Julie Blyfield, Object: Vista, 2020, Copper, wax., Largest 17.7 x 11 x 11.2 cm, Photo by: Grant Hancock
Blyfield has used a highly expressive approach that exploits the qualities of chasing and repousse – a method of forming, texturing and a vocabulary for applying narrative that is found in European traditions and in cultures across the world. Blyfield generates intrigue for the eye and she helps us know this place through touch. Unlike traditional European chasing and repousse methods of making volume and decorating surfaces, her work has a rawness that captures an innate quality of the Purnululu landscape.
With careful restraint, colour has also been applied directly to the metal, colourised with heat or oxidized, or contrasted with the combining of different metals.
Julie Blyfield, Brooch: Kapok Flower, 2020, Oxidised silver, enamel paint, wax., Photo by Grant Hancock
As an artist, she stands among the great documenters of non-European flora Consider the 17th-century work of Maria Sybilla Merian whose eye exquisitely recorded in detail the plants of South America in coloured drawings.
Blyfield’s eye too selects the essential qualities of the seed, the branchlet and the flower.
Her work, though, also follows in a non-indigenous tradition that has recorded Australia flora since the early days of the colony but most spectacularly in the Goldfields jewellery of the mid-19th century. The contemporary jewelers - Marian Hosking, Jess Dare, Vicki Mason and Alice Whish too, study and capture the unique qualities of the Australian bush in their diverse and individual ways. Jewellery is an especially appropriate media for these observations and expressions because of its scale and subtle presence – just like its subject matter.

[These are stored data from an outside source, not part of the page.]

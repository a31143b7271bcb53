//! Throwaway data stores for the live probe tests. Every container is bound
//! to a random host port and removed when its handle is dropped.

use std::collections::HashMap;
use testcontainers::core::{IntoContainerPort, WaitFor};
use testcontainers::runners::AsyncRunner;
use testcontainers::{ContainerAsync, GenericImage, ImageExt};

pub const PG_DB: &str = "inventory";
pub const PG_USER: &str = "postgres";
pub const PG_PASSWORD: &str = "password";
pub const PG_PORT: u16 = 5432;

pub const MONGO_USER: &str = "debezium";
pub const MONGO_PASSWORD: &str = "dbz";
pub const MONGO_PORT: u16 = 27017;

pub type ContainerResult<T> = Result<T, Box<dyn std::error::Error>>;

pub struct PgTestContainer {
    pub container: ContainerAsync<GenericImage>,
    pub host: String,
    pub port: u16,
    pub db_name: &'static str,
    pub user: &'static str,
    pub password: &'static str,
}

impl PgTestContainer {
    /// Connection properties of a Postgres connector pointed at this server.
    pub fn connector_properties(&self) -> HashMap<String, String> {
        HashMap::from([
            (
                "connector.class".to_string(),
                "io.debezium.connector.postgresql.PostgresConnector".to_string(),
            ),
            ("database.hostname".to_string(), self.host.clone()),
            ("database.port".to_string(), self.port.to_string()),
            ("database.user".to_string(), self.user.to_string()),
            ("database.password".to_string(), self.password.to_string()),
            ("database.dbname".to_string(), self.db_name.to_string()),
            ("database.sslmode".to_string(), "disable".to_string()),
            ("topic.prefix".to_string(), "postgres".to_string()),
        ])
    }
}

pub struct MongoTestContainer {
    pub container: ContainerAsync<GenericImage>,
    pub host: String,
    pub port: u16,
    pub user: &'static str,
    pub password: &'static str,
}

impl MongoTestContainer {
    pub fn connection_string(&self) -> String {
        format!("mongodb://{}:{}/?directConnection=true", self.host, self.port)
    }

    /// Connection properties of a MongoDB connector pointed at this server.
    pub fn connector_properties(&self) -> HashMap<String, String> {
        HashMap::from([
            (
                "connector.class".to_string(),
                "io.debezium.connector.mongodb.MongoDbConnector".to_string(),
            ),
            ("mongodb.connection.string".to_string(), self.connection_string()),
            ("mongodb.user".to_string(), self.user.to_string()),
            ("mongodb.password".to_string(), self.password.to_string()),
            ("mongodb.server.selection.timeout.ms".to_string(), "5000".to_string()),
            ("topic.prefix".to_string(), "mongo1".to_string()),
        ])
    }
}

pub async fn setup_pg_container() -> ContainerResult<PgTestContainer> {
    let container = GenericImage::new("postgres", "16")
        .with_exposed_port(PG_PORT.tcp())
        .with_wait_for(WaitFor::message_on_stdout(
            "database system is ready to accept connections",
        ))
        // the init server logs the same line before restarting
        .with_wait_for(WaitFor::seconds(1))
        .with_env_var("POSTGRES_DB", PG_DB)
        .with_env_var("POSTGRES_USER", PG_USER)
        .with_env_var("POSTGRES_PASSWORD", PG_PASSWORD)
        .start()
        .await?;

    let host = container.get_host().await?.to_string();
    let port = container.get_host_port_ipv4(PG_PORT.tcp()).await?;

    Ok(PgTestContainer {
        container,
        host,
        port,
        db_name: PG_DB,
        user: PG_USER,
        password: PG_PASSWORD,
    })
}

pub async fn setup_mongo_container() -> ContainerResult<MongoTestContainer> {
    let container = GenericImage::new("mongo", "7.0")
        .with_exposed_port(MONGO_PORT.tcp())
        .with_wait_for(WaitFor::message_on_stdout("Waiting for connections"))
        .with_wait_for(WaitFor::seconds(2))
        .with_env_var("MONGO_INITDB_ROOT_USERNAME", MONGO_USER)
        .with_env_var("MONGO_INITDB_ROOT_PASSWORD", MONGO_PASSWORD)
        .start()
        .await?;

    let host = container.get_host().await?.to_string();
    let port = container.get_host_port_ipv4(MONGO_PORT.tcp()).await?;

    Ok(MongoTestContainer {
        container,
        host,
        port,
        user: MONGO_USER,
        password: MONGO_PASSWORD,
    })
}
use crate::connectors::ConnectorDefinition;
use crate::errors::RegistryError;
use crate::probe::ConnectivityProbe;
use common::diag;
use std::fmt;
use std::sync::Arc;

/// A connector definition bound to the probe that can reach its store.
#[derive(Clone)]
pub struct RegisteredConnector {
    definition: ConnectorDefinition,
    probe: Arc<dyn ConnectivityProbe>,
}

impl RegisteredConnector {
    pub fn definition(&self) -> &ConnectorDefinition {
        &self.definition
    }

    pub fn probe(&self) -> &dyn ConnectivityProbe {
        self.probe.as_ref()
    }
}

impl fmt::Debug for RegisteredConnector {
    fn fmt(&self, f: &mut fmt::Formatter<'_>) -> fmt::Result {
        f.debug_struct("RegisteredConnector")
            .field("alias", &self.definition.alias())
            .field("connector_class", &self.definition.connector_class())
            .field("probe", &self.probe.name())
            .finish()
    }
}

/// Connector types known to this process. Built once at start-up and then
/// only read.
#[derive(Clone, Default, Debug)]
pub struct ConnectorRegistry {
    connectors: Vec<RegisteredConnector>,
}

impl ConnectorRegistry {
    pub fn new() -> Self {
        Self::default()
    }

    pub fn register(
        &mut self,
        definition: ConnectorDefinition,
        probe: Arc<dyn ConnectivityProbe>,
    ) -> Result<(), RegistryError> {
        let problems = definition.undeclared_or_duplicate_fields();
        if !problems.is_empty() {
            return Err(RegistryError::InvalidDefinition {
                context: diag!(
                    "connector '{}' has undeclared or duplicate fields: {}",
                    definition.alias(),
                    problems.join(", ")
                ),
            });
        }
        if self.get(definition.alias()).is_some()
            || self.by_class(definition.connector_class()).is_some()
        {
            return Err(RegistryError::Duplicate {
                context: diag!(
                    "connector '{}' ({}) is already registered",
                    definition.alias(),
                    definition.connector_class()
                ),
            });
        }
        self.connectors.push(RegisteredConnector { definition, probe });
        Ok(())
    }

    pub fn with(
        mut self,
        definition: ConnectorDefinition,
        probe: Arc<dyn ConnectivityProbe>,
    ) -> Result<Self, RegistryError> {
        self.register(definition, probe)?;
        Ok(self)
    }

    pub fn get(&self, alias: &str) -> Option<&RegisteredConnector> {
        self.connectors.iter().find(|c| c.definition.alias() == alias)
    }

    /// Lookup by the `connector.class` discriminator.
    pub fn by_class(&self, connector_class: &str) -> Option<&RegisteredConnector> {
        self.connectors
            .iter()
            .find(|c| c.definition.connector_class() == connector_class)
    }

    pub fn iter(&self) -> impl Iterator<Item = &RegisteredConnector> {
        self.connectors.iter()
    }

    pub fn len(&self) -> usize {
        self.connectors.len()
    }

    pub fn is_empty(&self) -> bool {
        self.connectors.is_empty()
    }
}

Julie Blyfield, Brooch: Seed, 2020, Silver, Wax, Largest 5.2 x 5.8 x 0.6 cm, Photo by Grant Hancock
Julie Blyfield, Brooch: Seed, 2020, Silver, Wax, Photo by Grant Hancock
Blyfield’s forms too, invite the viewer to want to explore the indigenous artists who have referenced the geological formations of this North-Western part of Australia for aeons. Check out the paintings of Queenie McKenzie for example.
Apart from the overall impression of the pieces grouped together, take the time to respond to the invitation Julie Blyfield’s works offer for close looking. This effort will be rewarded with the discovery of the fine details in the work- the surprise of a single gold accent in a ‘seed’ necklace; in tiny curious loops in the base of brooches. But each piece offers a point of reflection that allows for a meditation on the vast embrace of this special place.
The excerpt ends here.